Coal price’s downcycle has in part been driven by expanding renewable power generation and the huge rise in traded liquefied natural gas (LNG) that essentially took much of coal’s share of energy use’s growth. Since 2018, China’s growth overall slowed and was more domestically orientated (and less energy-intensive) leading to capacity oversupply of all energy types. Covid-19 has severely, though hopefully temporarily, pot-holed energy demand even more.
In Chart-1 we track the thermal coal price and its relative price per unit of energy compared to LNG (green line) and Brent Oil (purple line). We remained bearish on thermal coal earlier in 2020 as coal prices, relative to spot LNG, were trading at unprecedentedly high prices. While coal prices had retreated from cycle highs, LNG prices fell even more precipitously, ultimately collapsing 80% from US$10.15/MMBtu average in 2018 to the low $2’s. This was caused by rising LNG supply meeting tepid demand and customer storage capacity being maxed-out. This paralleled oil’s experience with handling excess inventory. In contrast, coal’s stockpile issues are less time-critical with slower, though still negative price reaction.

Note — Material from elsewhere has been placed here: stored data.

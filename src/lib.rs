//! axsonde: a dynamic tracing core.
//!
//! This crate holds the probe registry, the event matcher, the action
//! executor and the bounded bridge into traced processes' memory. Script
//! front ends hand it validated probe programs; instrumentation sources feed
//! it probe events; output goes to a caller-supplied sink.
//!
//! # Features
//!
//! - `std` - host clock for event timestamps (default)
//! - `provider` - USDT provider definition parser (default)
//!
//! # Quick Start
//!
//! ```ignore
//! use axsonde::{Action, Expr, ProbeEvent, ProbeRegistry, ProbeSpec};
//! use axsonde::{SessionConfig, TraceSession, VecSink};
//!
//! let specs = vec![
//!     ProbeSpec::begin().then(Action::print("Hello World", vec![])),
//!     // you(char *name, int size)
//!     ProbeSpec::matching("hello*:::you")
//!         .with_args(2)
//!         .then(Action::print("Hello %s", vec![Expr::copy_str(0, Expr::Arg(1))])),
//!     ProbeSpec::end().then(Action::print("Goodbye World", vec![])),
//! ];
//!
//! let registry = ProbeRegistry::load(specs, Default::default())?;
//! let sink = VecSink::new();
//! let mut session = TraceSession::new(SessionConfig::default(), registry, sink.clone());
//!
//! session.run(&events)?;
//! for line in sink.lines() {
//!     println!("{}", line);
//! }
//! ```

#![no_std]

extern crate alloc;

#[cfg(feature = "std")]
extern crate std;

#[macro_use]
extern crate log;

// =============================================================================
// Platform Abstraction (for testing support)
// =============================================================================

pub mod platform;

// =============================================================================
// Configuration
// =============================================================================

pub mod config;

// =============================================================================
// Probe Model
// =============================================================================

pub mod pattern;

pub mod probe;

pub mod registry;

// =============================================================================
// Foreign Memory
// =============================================================================

pub mod codec;

pub mod memory;

// =============================================================================
// Execution
// =============================================================================

pub mod format;

pub mod executor;

pub mod output;

pub mod session;

// =============================================================================
// Providers
// =============================================================================

#[cfg(feature = "provider")]
pub mod provider;

#[cfg(feature = "provider")]
pub mod examples;

// Re-export key types for convenience
pub use codec::{Value, ValueKind};
pub use config::{ByteOrder, ConfigError, MatchStrictness, SessionConfig};
pub use executor::{ActionError, ActionExecutor, Firing};
pub use memory::{ForeignMemory, LocalProcess, MemoryBridge, MemoryError, ProcessHandle};
pub use output::{LogSink, OutputSink, VecSink};
pub use pattern::{Pattern, PatternError};
pub use probe::{Action, ArgSlot, CmpOp, Expr, Predicate, ProbeEvent, ProbeSpec, ProbeTarget};
pub use registry::{ProbeId, ProbeRegistry, ValidationError, ValidationErrorKind, ValidationErrors};
pub use session::{Error, LifecyclePhase, SessionState, SessionStats, StopSignal, TraceSession};
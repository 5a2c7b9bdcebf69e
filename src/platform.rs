//! Platform abstraction layer for the trace clock.
//!
//! Probe events carry a monotonic firing timestamp. The instrumentation source
//! normally supplies it; when it does not, the timestamp comes from here.

use core::sync::atomic::{AtomicU64, Ordering};

/// Platform operations trait.
///
/// Abstracts over the host clock to enable mock testing.
pub trait PlatformOps {
    /// Get current monotonic time in nanoseconds.
    fn time_ns() -> u64;
}

// =============================================================================
// Real Implementation (hosted environment)
// =============================================================================

/// Host platform operations backed by `std::time::Instant`.
#[cfg(all(not(test), feature = "std"))]
pub struct StdPlatform;

#[cfg(all(not(test), feature = "std"))]
impl PlatformOps for StdPlatform {
    fn time_ns() -> u64 {
        use std::sync::OnceLock;
        use std::time::Instant;

        static EPOCH: OnceLock<Instant> = OnceLock::new();
        let epoch = EPOCH.get_or_init(Instant::now);
        epoch.elapsed().as_nanos() as u64
    }
}

// =============================================================================
// Mock Implementation (test environment or bare no_std)
// =============================================================================

/// Mock time value for testing.
static MOCK_TIME_NS: AtomicU64 = AtomicU64::new(1_000_000_000); // 1 second

/// Mock platform operations for testing.
#[cfg(any(test, not(feature = "std")))]
pub struct MockPlatform;

#[cfg(any(test, not(feature = "std")))]
impl PlatformOps for MockPlatform {
    fn time_ns() -> u64 {
        MOCK_TIME_NS.load(Ordering::Relaxed)
    }
}

/// Set mock time for testing.
pub fn set_mock_time(ns: u64) {
    MOCK_TIME_NS.store(ns, Ordering::Relaxed);
}

/// Advance mock time by given nanoseconds.
pub fn advance_mock_time(ns: u64) {
    MOCK_TIME_NS.fetch_add(ns, Ordering::Relaxed);
}

// =============================================================================
// Platform Type Alias
// =============================================================================

/// The active platform implementation.
///
/// Hosted builds: StdPlatform (monotonic `Instant`)
/// Test builds or without `std`: MockPlatform (uses an atomic counter)
#[cfg(all(not(test), feature = "std"))]
pub type Platform = StdPlatform;

#[cfg(any(test, not(feature = "std")))]
pub type Platform = MockPlatform;

/// Get current time in nanoseconds.
#[inline]
pub fn time_ns() -> u64 {
    Platform::time_ns()
}
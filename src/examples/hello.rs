//! The `hello` provider, end to end.
//!
//! An instrumented program ships:
//!
//! ```text
//! provider hello {
//!     probe you(char *, int);
//! };
//! ```
//!
//! and fires `you` with a pointer to a name and the size of the buffer it
//! lives in. The probe program greets it:
//!
//! ```text
//! BEGIN              { printf("Hello World"); }
//! hello*:::you       { printf("Hello %s", copyinstr(arg0, arg1)); }
//! END                { printf("Goodbye World"); }
//! ```

use alloc::format;
use alloc::string::String;
use alloc::sync::Arc;
use alloc::vec;
use alloc::vec::Vec;

use crate::config::SessionConfig;
use crate::memory::LocalProcess;
use crate::output::VecSink;
use crate::probe::{Action, Expr, ProbeEvent, ProbeSpec};
use crate::provider::{self, Provider};
use crate::registry::ProbeRegistry;
use crate::session::{self, TraceSession};

/// Provider definition shipped with the instrumented program.
pub const PROVIDER_SOURCE: &str = "provider hello {\n    probe you(char *, int);\n};\n";

/// Pid used for the simulated target.
pub const HELLO_PID: u32 = 1234;

/// Error types for the example run.
#[derive(Debug, Clone, PartialEq, Eq)]
pub enum Error {
    /// The provider definition did not parse.
    Provider(provider::Error),
    /// The definition lacks `hello:::you`.
    MissingProbe,
    /// Loading or running the session failed.
    Session(session::Error),
}

impl core::fmt::Display for Error {
    fn fmt(&self, f: &mut core::fmt::Formatter<'_>) -> core::fmt::Result {
        match self {
            Self::Provider(e) => write!(f, "{}", e),
            Self::MissingProbe => write!(f, "provider hello has no probe you"),
            Self::Session(e) => write!(f, "{}", e),
        }
    }
}

impl core::error::Error for Error {}

impl From<provider::Error> for Error {
    fn from(e: provider::Error) -> Self {
        Self::Provider(e)
    }
}

impl From<session::Error> for Error {
    fn from(e: session::Error) -> Self {
        Self::Session(e)
    }
}

/// The probe program, built from the `you` declaration in `provider`.
pub fn hello_program(provider: &Provider) -> Result<Vec<ProbeSpec>, Error> {
    let you = provider
        .probes
        .iter()
        .find(|p| p.name == "you")
        .ok_or(Error::MissingProbe)?;

    Ok(vec![
        ProbeSpec::begin().then(Action::print("Hello World", vec![])),
        ProbeSpec::matching(&provider.pattern_for(you))
            .with_args(you.arity())
            .then(Action::print(
                "Hello %s",
                vec![Expr::copy_str(0, Expr::Arg(1))],
            )),
        ProbeSpec::end().then(Action::print("Goodbye World", vec![])),
    ])
}

/// Fire `you` once per name and return everything the session printed.
pub fn run_hello_example(names: &[&str]) -> Result<Vec<String>, Error> {
    let script = provider::parse(PROVIDER_SOURCE)?;
    let hello = script
        .providers
        .iter()
        .find(|p| p.name == "hello")
        .ok_or(Error::MissingProbe)?;
    let specs = hello_program(hello)?;

    let target = Arc::new(LocalProcess::new(HELLO_PID));
    let event_id = format!("{}{}:hello:main:you", hello.normalized_name(), HELLO_PID);

    let events: Vec<ProbeEvent> = names
        .iter()
        .map(|name| {
            let mut bytes = name.as_bytes().to_vec();
            bytes.push(0);
            let len = bytes.len() as u64;
            let addr = target.map(bytes);
            ProbeEvent::new(&event_id)
                .with_pointer(addr, target.clone())
                .with_scalar(len)
        })
        .collect();

    let registry = ProbeRegistry::load(specs, Default::default()).map_err(session::Error::from)?;
    let sink = VecSink::new();
    let mut trace = TraceSession::new(SessionConfig::default(), registry, sink.clone());
    trace.run(&events)?;

    Ok(sink.take())
}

Chart-1 Australian Export Thermal Coal Price and its relative price to LNG and Oil
A partial recovery of demand and slowing US LNG exports have seen LNG prices double from its lows to around US$4.20/MMBtu. The thermal coal is once more price competitive with Spot LNG. Coal capacity is now being starved of capital and mine cutbacks and closures are mounting in producing nations, especially given the recent US-dollar weakness that relative to price, boosts AUD-dollar costs.

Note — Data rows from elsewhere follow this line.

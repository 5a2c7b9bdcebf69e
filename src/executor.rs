//! Action execution for one probe firing.
//!
//! The executor evaluates a probe's predicate and actions against the event
//! that fired it. Foreign data is only reached through the memory bridge.
//! A failing step aborts the rest of that probe's actions and discards the
//! lines it produced for this firing; the caller decides how to report it.

use alloc::collections::BTreeMap;
use alloc::string::{String, ToString};
use alloc::vec::Vec;
use core::cmp::Ordering;

use crate::codec::{Value, ValueKind};
use crate::config::{ByteOrder, SessionConfig};
use crate::format::{FormatError, FormatString};
use crate::memory::{ForeignMemory, MemoryBridge, MemoryError};
use crate::probe::{Action, ArgSlot, CmpOp, Expr, Predicate, ProbeEvent, ProbeSpec};
use crate::registry::RegisteredProbe;

/// Error types for action execution.
#[derive(Debug, Clone, PartialEq, Eq)]
pub enum ActionError {
    /// A foreign copy or decode failed.
    Memory(MemoryError),
    /// The event carries fewer arguments than the probe declared.
    MissingArgument(usize),
    /// A scalar argument was used as a pointer but the event has no process.
    NotAPointer(usize),
    /// Local referenced before being bound.
    UnboundLocal(String),
    /// A string was used where an integer is required, or vice versa.
    TypeMismatch,
    /// Format string could not be parsed.
    Format(FormatError),
}

impl core::fmt::Display for ActionError {
    fn fmt(&self, f: &mut core::fmt::Formatter<'_>) -> core::fmt::Result {
        match self {
            Self::Memory(e) => write!(f, "{}", e),
            Self::MissingArgument(idx) => write!(f, "event has no arg{}", idx),
            Self::NotAPointer(idx) => write!(f, "arg{} is not a foreign pointer", idx),
            Self::UnboundLocal(name) => write!(f, "local '{}' is not bound", name),
            Self::TypeMismatch => write!(f, "operand type mismatch"),
            Self::Format(e) => write!(f, "{}", e),
        }
    }
}

impl core::error::Error for ActionError {}

impl From<MemoryError> for ActionError {
    fn from(e: MemoryError) -> Self {
        Self::Memory(e)
    }
}

impl From<FormatError> for ActionError {
    fn from(e: FormatError) -> Self {
        Self::Format(e)
    }
}

/// Output of one successful firing.
#[derive(Debug, Clone, Default, PartialEq, Eq)]
pub struct Firing {
    /// Lines in action order.
    pub lines: Vec<String>,
    /// Exit code requested by an `Exit` action.
    pub exit: Option<i32>,
}

/// Runs action lists.
#[derive(Debug, Clone, Copy)]
pub struct ActionExecutor {
    bridge: MemoryBridge,
    order: ByteOrder,
}

impl ActionExecutor {
    /// Create an executor using `bridge` and the target byte order.
    pub fn new(bridge: MemoryBridge, order: ByteOrder) -> Self {
        Self { bridge, order }
    }

    /// Build an executor from a session configuration.
    pub fn from_config(config: &SessionConfig) -> Self {
        Self::new(MemoryBridge::new(config.copy_ceiling), config.byte_order)
    }

    pub fn bridge(&self) -> &MemoryBridge {
        &self.bridge
    }

    /// Run `spec` for `event` if its predicate allows it.
    ///
    /// Returns `Ok(None)` when the predicate rejects the event.
    pub fn fire(&self, spec: &ProbeSpec, event: &ProbeEvent) -> Result<Option<Firing>, ActionError> {
        self.fire_with(spec, None, event)
    }

    /// Like [`ActionExecutor::fire`], reusing the formats parsed at registration.
    pub fn fire_registered(
        &self,
        probe: &RegisteredProbe,
        event: &ProbeEvent,
    ) -> Result<Option<Firing>, ActionError> {
        self.fire_with(probe.spec(), Some(probe.formats()), event)
    }

    fn fire_with(
        &self,
        spec: &ProbeSpec,
        formats: Option<&[FormatString]>,
        event: &ProbeEvent,
    ) -> Result<Option<Firing>, ActionError> {
        if let Some(predicate) = spec.predicate() {
            if !self.test(predicate, event)? {
                return Ok(None);
            }
        }
        self.run_with(spec.actions(), formats, event).map(Some)
    }

    /// Evaluate a predicate.
    pub fn test(&self, predicate: &Predicate, event: &ProbeEvent) -> Result<bool, ActionError> {
        match predicate {
            Predicate::Custom(f) => Ok(f(event)),
            Predicate::Compare { lhs, op, rhs } => {
                let locals = BTreeMap::new();
                let lhs = self.eval(lhs, event, &locals)?;
                let rhs = self.eval(rhs, event, &locals)?;
                let ord = compare(&lhs, &rhs).ok_or(ActionError::TypeMismatch)?;
                Ok(match op {
                    CmpOp::Eq => ord == Ordering::Equal,
                    CmpOp::Ne => ord != Ordering::Equal,
                    CmpOp::Lt => ord == Ordering::Less,
                    CmpOp::Le => ord != Ordering::Greater,
                    CmpOp::Gt => ord == Ordering::Greater,
                    CmpOp::Ge => ord != Ordering::Less,
                })
            }
        }
    }

    /// Run `actions` in order against `event`, parsing formats as they come.
    pub fn run(&self, actions: &[Action], event: &ProbeEvent) -> Result<Firing, ActionError> {
        self.run_with(actions, None, event)
    }

    /// `formats` holds one parsed format per `Print`, in action order.
    fn run_with(
        &self,
        actions: &[Action],
        formats: Option<&[FormatString]>,
        event: &ProbeEvent,
    ) -> Result<Firing, ActionError> {
        let mut firing = Firing::default();
        let mut locals: BTreeMap<String, Value> = BTreeMap::new();
        let mut prints = 0;

        for action in actions {
            match action {
                Action::Print { format, args } => {
                    let parsed;
                    let format = match formats.and_then(|f| f.get(prints)) {
                        Some(prepared) => prepared,
                        None => {
                            parsed = FormatString::parse(format)?;
                            &parsed
                        }
                    };
                    prints += 1;

                    let values = args
                        .iter()
                        .map(|arg| self.eval(arg, event, &locals))
                        .collect::<Result<Vec<_>, _>>()?;
                    firing.lines.push(format.render(&values)?);
                }
                Action::CopyForeignBytes {
                    source,
                    length,
                    kind,
                    bind,
                } => {
                    let value = self.copy(*source, length, *kind, event, &locals)?;
                    locals.insert(bind.clone(), value);
                }
                Action::Exit(code) => {
                    if firing.exit.is_none() {
                        firing.exit = Some(*code);
                    }
                }
            }
        }

        Ok(firing)
    }

    fn eval(
        &self,
        expr: &Expr,
        event: &ProbeEvent,
        locals: &BTreeMap<String, Value>,
    ) -> Result<Value, ActionError> {
        match expr {
            Expr::Arg(idx) => event
                .args
                .get(*idx)
                .map(|slot| Value::UInt(slot.as_u64()))
                .ok_or(ActionError::MissingArgument(*idx)),
            Expr::Local(name) => locals
                .get(name)
                .cloned()
                .ok_or_else(|| ActionError::UnboundLocal(name.to_string())),
            Expr::Const(v) => Ok(Value::UInt(*v)),
            Expr::Str(s) => Ok(Value::Str(s.as_bytes().to_vec())),
            Expr::Copy {
                source,
                length,
                kind,
            } => self.copy(*source, length, *kind, event, locals),
            Expr::Timestamp => Ok(Value::UInt(event.timestamp_ns)),
            Expr::ProbeName => Ok(Value::Str(event.id.as_bytes().to_vec())),
        }
    }

    fn copy(
        &self,
        source: usize,
        length: &Expr,
        kind: ValueKind,
        event: &ProbeEvent,
        locals: &BTreeMap<String, Value>,
    ) -> Result<Value, ActionError> {
        let len = self
            .eval(length, event, locals)?
            .as_u64()
            .ok_or(ActionError::TypeMismatch)?;
        // Lengths beyond the address width are rejected by the ceiling check.
        let len = usize::try_from(len).unwrap_or(usize::MAX);

        let (addr, process): (u64, &dyn ForeignMemory) = match event.args.get(source) {
            Some(ArgSlot::Foreign { addr, process }) => (*addr, &**process),
            Some(ArgSlot::Scalar(addr)) => match event.process.as_ref() {
                Some(process) => (*addr, &**process),
                None => return Err(ActionError::NotAPointer(source)),
            },
            None => return Err(ActionError::MissingArgument(source)),
        };

        Ok(self.bridge.copy_value(process, addr, len, kind, self.order)?)
    }
}

impl Default for ActionExecutor {
    fn default() -> Self {
        Self::from_config(&SessionConfig::default())
    }
}

fn compare(lhs: &Value, rhs: &Value) -> Option<Ordering> {
    match (lhs, rhs) {
        (Value::Str(a), Value::Str(b)) => Some(a.cmp(b)),
        (Value::Str(_), _) | (_, Value::Str(_)) => None,
        (a, b) => Some(as_i128(a).cmp(&as_i128(b))),
    }
}

fn as_i128(v: &Value) -> i128 {
    match v {
        Value::Int(v) => *v as i128,
        Value::UInt(v) => *v as i128,
        Value::Str(_) => 0,
    }
}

These conditions provide the makings of a thermal coal price revival, with perhaps the spark being a post-Covid-19 power-use surge. That demand rebound may be supported beyond 2020 as governments around the globe seek to boost growth via infrastructure spending and with it much more (coal-intensive to manufacture) cement.
With coal prices now cheap, coal producers hurting, and demand being kick-started – a new thermal coal price up-cycle appears to be drawing closer.